Definition of **control flow**:
* In a simple script, program execution starts at the top and executes each instruction in order. 
* **Control flow** statements can cause the execution to loop and skip instructions based on conditions.

#### 4.1 Loops and iterables
Definition: an **iterable** is an object capable of returning its members one at a time. Strings, lists and dictionaries are all iterables.

A **for loop** runs a block of code repeatedly "for" each item in an iterable. End the declaration with : and indent the subsidiary code.

In [None]:
for color in ['red','green','blue']:
    print("I love " + color)

In [None]:
# or characters in a string
for letter in 'abcd':
    print(letter.upper())

In [None]:
# the range() function produces a helpful iterator
for n in range(5):
    print("I ate {} donuts".format(n + 1))

In [None]:
# a while loop allows you to move through part of an iterable until a condition is met

a = 0
while a < 5:
    print('I am small {}'.format(a))
    a += 1

In [None]:
# try-except is one basic method for error handling

my_list = [5,6,'Sally',10]
for obj in my_list:
    try:
        print('{}'.format(obj + 1))
    except:
        print("I am not a number, I am a free woman!")

#### 4.2 Logic operators

We test conditions using logic operators.

| Symbol | Task Performed |
|----|---|
| == | True, if it is equal |
| !=  | True, if not equal to |
| < | less than |
| <= | less than or equal to |
| > | greater than |
| >= | greater than or equal to |

In [None]:
# NOTE: We declare variables using '='
a = 5
b = 7

In [None]:
# But compare them using '=='
a == b

In [None]:
# Test whether a does not equal b
a != b

In [None]:
# Logic expressions evaluate to True or False (datatype: Boolean)

test = b > a

test

In [None]:
type(test)

#### 4.3 Conditional statements with if

My pet Python is a vegetarian. She will test whether variable 'food' is 'burger', 'chicken' or 'veg', then decide whether to eat.

Do this with 'if', 'elif' (else if), and 'else'.

In [2]:
food = 'veg'

In [3]:
if food == 'veg':
    print ('yum')
elif food == 'chicken':
    print ('hmm maybe')
elif food == 'burger':
    print ('no thanks')
else:
    pass

yum


NOTE: Here's how the structure works:
* start with an 'if' statement, specifying the logical test to apply
* make sure your 'if' statement ends with :
* **indent the conditional code block.** Whatever code should be executed if the condition is true, indent it with a tab.
* test additional actions using 'elif', and any other actions with 'else'.
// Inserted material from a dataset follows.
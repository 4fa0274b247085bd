// Line editor integration
pub mod autocomplete;

pub use autocomplete::ShellHelper;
#### 4.4 Testing conditions inside a loop
Combining loops with logic allows you to build more sophisticated code structures:

In [None]:
days = ['Mon','Tue','Wed','Thu','Fri','Sat','Sun']

for day in days:
    if day == 'Sat':
        location = '--> Beach!'
    elif day == 'Sun':
        location = '--> My sofa!'
    else:
        location = '--> MC5-215B'
    print(day, location)

In [None]:
# EXAMPLE 2: is your pet allowed?

authorized_pets = ['small dog', 'cat', 'hamster','budgerigar']

print("Welcome to Nick's Apartment Block.")
my_pet = input("Type your pet's breed to see if it's accepted: ")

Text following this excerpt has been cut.